As seen in FIGS. 2. 3 and 5, the driving mechanism 30 includes a driving shaft 37 which is rotatably supported at both ends thereof by the left inner and right side plates 5 and 6 substantially in parallel with the bar 35 of the sub-support arms 34, 34. The driving shaft 37 and the bar 35 are connected to each other via an oval link member 38. The link member 38 has an end secured to a mid-portion of the driving shaft 37 and a tapered end having an elongated hole through which the bar 35 passes. A driving arm 39 is mounted on the driving shaft 37 adjacent and inside the right side plate 6. The driving arm 39 has one end secured to the driving shaft 37 and the other end provided with a pin 40 which extends outwardly therefrom so as to project from an outer face of the right side plate 6. On the outer face of the right side plate 6 is mounted a shaft 42 on which a cam gear 41 is rotatably supported (see FIGS. 1 and 2). As seen in FIGS. 1 and 2, the cam gear 41 has, on an 20 inner face thereof, a first cam groove 41a into which the pin 40 is fitted to act as a cam follower. The cam gear 41 is engaged with a driving gear 44 driven by a motor 43 which is secured to an upper portion of the outer face of the right side plate

As shown in FIGS. 4 and 5, a gear 22 is secured to a left end face of the platen roller 20 which is opposed to an inner face of the left support arm 32. The gear 22 is operably associated with a gear group 23 which is arranged inside the left inner plate 5. The gear group 23 comprises first through sixth gears 24 to 29. The first gear 24 is rotatably supported on the shaft 31 of the support arms 32, 32 and engaged with the gear 22 fixed on the platen roller 20. The second gear 25 is rotatably supported on a capstan shaft 50 extending longitudinally and disposed over an inlet/outlet 13a of the ink ribbon cartridge receptacle 13 through which the ink ribbon 94 passes in and out (see FIG. 3). The second gear 25 is engaged with the first gear 24 and the third gear 26. The third to sixth gears 26 to 29 are rotatably supported on respective shafts disposed on an inner face of the left inner plate 5. The sixth gear 29 is engaged with a driving gear 45a disposed inside the left inner plate 5. The driving gear 45a is connected to a motor 47 secured to an outer face of the left inner plate 5, so that the gear group 23 is rotated via the driving gear 45a by the motor 45.

The thus-constructed platen driving mechanism 30 allows rotation of the platen roller 20 while moving toward and away from the thermal head 16.

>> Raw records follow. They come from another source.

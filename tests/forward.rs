use approx::assert_abs_diff_eq;

use rust_flatnet::loss::mean_squared_error;
use rust_flatnet::{Activation, Dataset, Error, LayerId, LayerSpec, Network, NetworkBuilder};

fn two_layer(act: Activation, w: f64) -> Network {
    let mut net = NetworkBuilder::new(1, 0.0)
        .unwrap()
        .add_layer(act, 1, 0.0)
        .unwrap()
        .build()
        .unwrap();
    net.set_weight(LayerId::OUTPUT, 0, 0, w).unwrap();
    net
}

/// 1 input with context, 2 linear hidden neurons feeding that context, 1 linear output.
/// Hidden neuron 0 adds the input to its own previous value.
fn running_sum() -> Network {
    let mut net = NetworkBuilder::new(1, 0.0)
        .unwrap()
        .add_layer(Activation::Linear, 2, 0.0)
        .unwrap()
        .add_layer(Activation::Linear, 1, 0.0)
        .unwrap()
        .feed_context(1, 0)
        .unwrap()
        .build()
        .unwrap();
    let hidden = net.layer(1).unwrap();
    net.set_weight(hidden, 0, 0, 1.0).unwrap();
    net.set_weight(hidden, 0, 1, 1.0).unwrap();
    net.set_weight(LayerId::OUTPUT, 0, 0, 1.0).unwrap();
    net
}

#[test]
fn linear_single_weight_scales_input() {
    let mut net = two_layer(Activation::Linear, 2.0);
    assert_eq!(net.compute(&[3.0]).unwrap(), &[6.0]);
    assert_eq!(net.layer_sums()[0], 6.0);
}

#[test]
fn sigmoid_with_zero_weight_is_one_half() {
    let mut net = two_layer(Activation::Sigmoid, 0.0);
    assert_abs_diff_eq!(net.compute(&[123.0]).unwrap()[0], 0.5);
}

#[test]
fn bias_neuron_contributes_its_activation() {
    let mut net = NetworkBuilder::new(1, 0.5)
        .unwrap()
        .add_layer(Activation::Linear, 1, 0.0)
        .unwrap()
        .build()
        .unwrap();
    net.set_weight(LayerId::OUTPUT, 0, 0, 1.0).unwrap();
    net.set_weight(LayerId::OUTPUT, 0, 1, 4.0).unwrap();
    assert_abs_diff_eq!(net.compute(&[1.0]).unwrap()[0], 3.0);
}

#[test]
fn compute_is_deterministic_without_context() {
    let mut net = NetworkBuilder::from_sizes(&[3, 5, 4, 2], Activation::Tanh)
        .unwrap()
        .build_with_seed(11)
        .unwrap();
    let x = [0.3, -0.7, 0.1];
    let a = net.compute(&x).unwrap().to_vec();
    let b = net.compute(&x).unwrap().to_vec();
    assert_eq!(a, b);
    assert_eq!(a.len(), net.output_count());
    assert!(a.iter().all(|v| v.abs() < 1.0));
}

#[test]
fn compute_rejects_wrong_input_length() {
    let mut net = NetworkBuilder::from_sizes(&[3, 2], Activation::Sigmoid)
        .unwrap()
        .build()
        .unwrap();
    assert!(matches!(net.compute(&[1.0, 2.0]), Err(Error::InvalidShape(_))));
    assert!(matches!(
        net.compute(&[1.0, 2.0, 3.0, 4.0]),
        Err(Error::InvalidShape(_))
    ));
}

#[test]
fn softmax_output_sums_to_one() {
    let mut net = NetworkBuilder::new(2, 1.0)
        .unwrap()
        .add_layer(Activation::Softmax, 3, 0.0)
        .unwrap()
        .build_with_seed(5)
        .unwrap();
    let y = net.compute(&[0.2, 0.9]).unwrap();
    assert_abs_diff_eq!(y.iter().sum::<f64>(), 1.0, epsilon = 1e-12);
}

#[test]
fn layout_matches_offset_recurrences() {
    let net = NetworkBuilder::new(1, 1.0)
        .unwrap()
        .add_layer(Activation::Tanh, 4, 1.0)
        .unwrap()
        .add_layer(Activation::Linear, 2, 0.0)
        .unwrap()
        .feed_context(1, 0)
        .unwrap()
        .build()
        .unwrap();

    let counts = net.layer_counts();
    let feeds = net.layer_feed_counts();
    assert_eq!(counts, &[2, 5, 6]);
    assert_eq!(net.layer_context_counts(), &[0, 0, 4]);
    for i in 1..counts.len() {
        assert_eq!(net.layer_index()[i], net.layer_index()[i - 1] + counts[i - 1]);
        assert_eq!(
            net.weight_index()[i],
            net.weight_index()[i - 1] + counts[i] * feeds[i - 1]
        );
    }
    assert_eq!(net.weights().len(), 2 * 5 + 4 * 6);
    assert_eq!(net.layer_output().len(), counts.iter().sum::<usize>());
    assert_eq!(net.layers().count(), 3);
    for layer in net.layers() {
        let block = net.neurons(layer);
        assert_eq!(block.len(), counts[layer.index()]);
        assert_eq!(block.start, net.fed_neurons(layer).start);
    }

    // The hidden layer (array index 1) feeds the input layer's context block.
    let input = net.input_layer();
    assert_eq!(net.context_target_sizes()[1], 4);
    assert_eq!(
        net.context_target_offsets()[1],
        net.context_neurons(input).start
    );
    assert_eq!(net.begin_training(), 0);
    assert_eq!(net.end_training(), 2);
    net.validate_layout().unwrap();
}

#[test]
fn context_carries_state_between_computes() {
    let mut net = running_sum();
    assert_eq!(net.compute(&[1.0]).unwrap(), &[1.0]);
    assert_eq!(net.compute(&[2.0]).unwrap(), &[3.0]);
    assert_eq!(net.compute(&[3.0]).unwrap(), &[6.0]);

    let ctx = net.context_neurons(net.input_layer());
    assert_eq!(&net.layer_output()[ctx], &[6.0, 0.0]);
}

#[test]
fn context_mirrors_post_activation_output() {
    let mut net = NetworkBuilder::new(1, 1.0)
        .unwrap()
        .add_layer(Activation::Sigmoid, 2, 1.0)
        .unwrap()
        .add_layer(Activation::Linear, 1, 0.0)
        .unwrap()
        .feed_context(1, 0)
        .unwrap()
        .build_with_seed(5)
        .unwrap();
    net.clear_context();
    net.compute(&[0.7]).unwrap();

    let hidden = net.layer(1).unwrap();
    let fed = net.fed_neurons(hidden);
    let ctx = net.context_neurons(net.input_layer());
    let outputs = &net.layer_output()[fed.clone()];
    let sums = &net.layer_sums()[fed];

    assert_eq!(&net.layer_output()[ctx], outputs);
    assert_ne!(outputs, sums);
    for (&out, &sum) in outputs.iter().zip(sums) {
        assert_abs_diff_eq!(out, 1.0 / (1.0 + (-sum).exp()), epsilon = 1e-12);
    }
}

#[test]
fn clear_context_resets_recurrent_state() {
    let mut net = running_sum();
    net.compute(&[1.0]).unwrap();
    net.compute(&[2.0]).unwrap();
    net.clear_context();
    assert_eq!(net.compute(&[1.0]).unwrap(), &[1.0]);
}

#[test]
fn layer_feeding_two_context_blocks_is_rejected() {
    let a = LayerSpec::new(Activation::Linear, 1, 0.0)
        .unwrap()
        .with_context_from(1);
    let b = LayerSpec::new(Activation::Linear, 1, 0.0)
        .unwrap()
        .with_context_from(1);
    assert!(matches!(
        Network::create(&[a, b]),
        Err(Error::InvalidConfig(_))
    ));
}

#[test]
fn evaluate_matches_hand_computed_mse() {
    let mut net = two_layer(Activation::Linear, 2.0);
    let data = Dataset::from_rows(&[vec![1.0], vec![2.0]], &[vec![1.0], vec![5.0]]).unwrap();
    // Outputs 2 and 4: ((2-1)^2 + (4-5)^2) / 2.
    assert_abs_diff_eq!(net.evaluate(&data).unwrap(), 1.0);

    let single = Dataset::from_rows(&[vec![2.0]], &[vec![3.5]]).unwrap();
    let y = net.compute(&[2.0]).unwrap().to_vec();
    assert_abs_diff_eq!(
        net.evaluate(&single).unwrap(),
        mean_squared_error(&y, &[3.5])
    );

    let wide = Dataset::from_rows(&[vec![1.0, 2.0]], &[vec![0.0]]).unwrap();
    assert!(matches!(net.evaluate(&wide), Err(Error::InvalidData(_))));
}
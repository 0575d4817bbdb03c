use thiserror::Error;

#[derive(Debug, Clone, PartialEq, Error)]
pub enum Error {
    #[error("invalid data: {0}")]
    InvalidData(String),
    #[error("invalid config: {0}")]
    InvalidConfig(String),
    #[error("invalid shape: {0}")]
    InvalidShape(String),
}

pub type Result<T> = std::result::Result<T, Error>;
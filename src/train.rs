//! Full-batch propagation training.
//!
//! One [`PropagationTrainer::iteration`] is one epoch:
//!
//! 1. reset the gradient accumulators and the error statistics
//! 2. for every training pair: forward pass, accumulate squared error, seed
//!    the output delta from the error function, back-propagate through every
//!    level while adding `output * delta` into the per-weight gradients
//! 3. apply the selected update rule once ([`TrainingMethod`])
//! 4. report the epoch's mean squared error
//!
//! Scratch buffers are sized once in [`PropagationTrainer::create`]; an epoch
//! does not allocate.

use tracing::{debug, info};

use crate::optim::{self, DEFAULT_INITIAL_UPDATE};
use crate::{Dataset, Error, ErrorFunction, Network, Result, TrainConfig, TrainingMethod, loss};

/// Summary of a [`PropagationTrainer::train`] run.
#[derive(Debug, Clone, PartialEq)]
pub struct TrainReport {
    pub epochs: usize,
    pub final_error: f64,
    /// Whether the run stopped because `target_error` was reached.
    pub reached_target: bool,
    /// Error reported by each epoch, in order.
    pub history: Vec<f64>,
}

/// Trains a borrowed [`Network`] on a borrowed [`Dataset`].
#[derive(Debug)]
pub struct PropagationTrainer<'a> {
    network: &'a mut Network,
    data: &'a Dataset,
    error_function: ErrorFunction,
    method: TrainingMethod,

    layer_delta: Vec<f64>,
    gradients: Vec<f64>,
    last_gradient: Vec<f64>,
    last_delta: Vec<f64>,
    update_values: Vec<f64>,
    // Additive derivative offset per layer; always zero today.
    flat_spot: Vec<f64>,

    error: f64,
    global_error: f64,
    set_size: usize,
    iterations: usize,
}

impl<'a> PropagationTrainer<'a> {
    /// Bind a trainer to `network` and `data`.
    ///
    /// Fails if the dataset is empty or its shapes do not match the network's
    /// input/output counts, or if the method's hyperparameters are invalid.
    pub fn create(
        network: &'a mut Network,
        error_function: ErrorFunction,
        data: &'a Dataset,
        method: TrainingMethod,
    ) -> Result<Self> {
        method.validate()?;
        network.check_dataset(data)?;

        let neurons = network.layer_output.len();
        let weights = network.weights.len();
        Ok(Self {
            network,
            data,
            error_function,
            method,
            layer_delta: vec![0.0; neurons],
            gradients: vec![0.0; weights],
            last_gradient: vec![0.0; weights],
            last_delta: vec![0.0; weights],
            update_values: vec![DEFAULT_INITIAL_UPDATE; weights],
            flat_spot: vec![0.0; neurons],
            error: 0.0,
            global_error: 0.0,
            set_size: 0,
            iterations: 0,
        })
    }

    #[inline]
    pub fn network(&self) -> &Network {
        &*self.network
    }

    #[inline]
    pub fn network_mut(&mut self) -> &mut Network {
        &mut *self.network
    }

    #[inline]
    pub fn method(&self) -> TrainingMethod {
        self.method
    }

    /// Mean squared error of the most recent epoch (measured before its update).
    #[inline]
    pub fn error(&self) -> f64 {
        self.error
    }

    /// Number of completed epochs.
    #[inline]
    pub fn iterations(&self) -> usize {
        self.iterations
    }

    /// Gradients accumulated since the start of the current epoch.
    #[inline]
    pub fn gradients(&self) -> &[f64] {
        &self.gradients
    }

    /// Per-weight RPROP step sizes.
    #[inline]
    pub fn update_values(&self) -> &[f64] {
        &self.update_values
    }

    /// Weight change applied by the most recent update.
    #[inline]
    pub fn last_delta(&self) -> &[f64] {
        &self.last_delta
    }

    #[inline]
    pub fn layer_delta(&self) -> &[f64] {
        &self.layer_delta
    }

    /// Run one full-batch epoch and return its mean squared error.
    pub fn iteration(&mut self) -> f64 {
        self.global_error = 0.0;
        self.set_size = 0;
        self.gradients.fill(0.0);

        let data = self.data;
        for idx in 0..data.len() {
            self.process_sample(data.input(idx), data.ideal(idx), 1.0);
        }

        self.learn();

        self.error = self.global_error / self.set_size as f64;
        self.iterations += 1;
        self.error
    }

    /// Forward and backward pass for one pair, accumulating into the current
    /// epoch's gradients and error statistics. `scale` multiplies the output
    /// delta.
    pub fn process(&mut self, input: &[f64], ideal: &[f64], scale: f64) -> Result<()> {
        if input.len() != self.network.input_count {
            return Err(Error::InvalidShape(format!(
                "input len {} does not match network input_count {}",
                input.len(),
                self.network.input_count
            )));
        }
        if ideal.len() != self.network.output_count {
            return Err(Error::InvalidShape(format!(
                "ideal len {} does not match network output_count {}",
                ideal.len(),
                self.network.output_count
            )));
        }
        self.process_sample(input, ideal, scale);
        Ok(())
    }

    /// Train until `cfg.max_epochs` or until an epoch's error reaches
    /// `cfg.target_error`.
    pub fn train(&mut self, cfg: &TrainConfig) -> Result<TrainReport> {
        cfg.validate()?;
        if cfg.method != self.method {
            return Err(Error::InvalidConfig(format!(
                "config method {} does not match trainer method {}",
                cfg.method.name(),
                self.method.name()
            )));
        }
        if let Some(seed) = cfg.seed {
            self.network.randomize_with_seed(seed);
        }

        let mut history = Vec::with_capacity(cfg.max_epochs);
        let mut reached_target = false;
        for epoch in 1..=cfg.max_epochs {
            let error = self.iteration();
            history.push(error);
            debug!(epoch, error, "epoch finished");

            if cfg.target_error.is_some_and(|target| error <= target) {
                reached_target = true;
                break;
            }
        }

        let report = TrainReport {
            epochs: history.len(),
            final_error: self.error,
            reached_target,
            history,
        };
        info!(
            method = self.method.name(),
            epochs = report.epochs,
            final_error = report.final_error,
            reached_target = report.reached_target,
            "training finished"
        );
        Ok(report)
    }

    fn process_sample(&mut self, input: &[f64], ideal: &[f64], scale: f64) {
        self.network.forward(input);

        let net = &*self.network;
        let actual = net.output();
        self.global_error += loss::sum_squared_error(actual, ideal);
        self.set_size += actual.len();

        self.error_function
            .calculate_error(ideal, actual, &mut self.layer_delta);

        let activation = net.activation_functions[0];
        for i in 0..actual.len() {
            let derivative = activation.derivative(net.layer_sums[i], net.layer_output[i]);
            self.layer_delta[i] *= (derivative + self.flat_spot[0]) * scale;
        }

        for level in net.begin_training..net.end_training {
            self.process_level(level);
        }
    }

    /// Back-propagate the deltas of layer `level` into layer `level + 1`,
    /// accumulating the gradients of the weights between them.
    fn process_level(&mut self, level: usize) {
        let net = &*self.network;

        let from_index = net.layer_index[level + 1];
        let to_index = net.layer_index[level];
        let from_size = net.layer_counts[level + 1];
        let to_size = net.layer_feed_counts[level];

        let index = net.weight_index[level];
        let activation = net.activation_functions[level + 1];
        let flat_spot = self.flat_spot[level + 1];

        for y in 0..from_size {
            let yi = from_index + y;
            let output = net.layer_output[yi];
            let mut sum = 0.0;

            let mut wi = index + y;
            for xi in to_index..to_index + to_size {
                let delta = self.layer_delta[xi];
                self.gradients[wi] += output * delta;
                sum += net.weights[wi] * delta;
                wi += from_size;
            }

            let derivative = activation.derivative(net.layer_sums[yi], output);
            self.layer_delta[yi] = sum * (derivative + flat_spot);
        }
    }

    fn learn(&mut self) {
        match self.method {
            TrainingMethod::Backprop {
                learning_rate,
                momentum,
            } => optim::learn_bprop(
                &mut self.network.weights,
                &self.gradients,
                &mut self.last_delta,
                learning_rate,
                momentum,
            ),
            TrainingMethod::Rprop => optim::learn_rprop(
                &mut self.network.weights,
                &self.gradients,
                &mut self.last_gradient,
                &mut self.last_delta,
                &mut self.update_values,
            ),
        }
    }
}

As shown in FIG. 3, an ink ribbon supply reel mount 52 extends longitudinally and is rotatably supported on the left inner plate 5. The ink ribbon supply reel mount 52 and the capstan shaft 50 disposed over the inlet/outlet 13a of the ink ribbon cartridge receptacle 13 are rotated by means of a motor 58 mounted on the outer face of the left inner plate 5 as seen in FIG. 2. As shown in FIG. 4, a driving gear 54 is driven by the motor 53 and engaged with a first intermediate gear 55 disposed on the outer face of the left inner plate 5. Rotation of the first intermediate gear 55 is transmitted to a second intermediate gear 56 disposed on an inner face of the left side plate 4. The second intermediate gear 56 is engaged with a gear 57 secured to an end of the capstan shaft 50. As a result, the capstan shaft 50 is rotated by the motor 53. As shown in FIG. 2, intermediate gears 58, 58 are disposed on the inner and outer faces of the left inner plate 5, respectively. As shown in FIG. 4, the gear 58 on the outer face of the left inner plate 5 is engaged with the first intermediate gear 55 while the gear 58 on the inner face of the left inner plate 5 is engaged with a gear 59 secured to the ink ribbon supply reel mount 52. Thus the ink ribbon supply reel mount 52 is also rotated by the motor 53.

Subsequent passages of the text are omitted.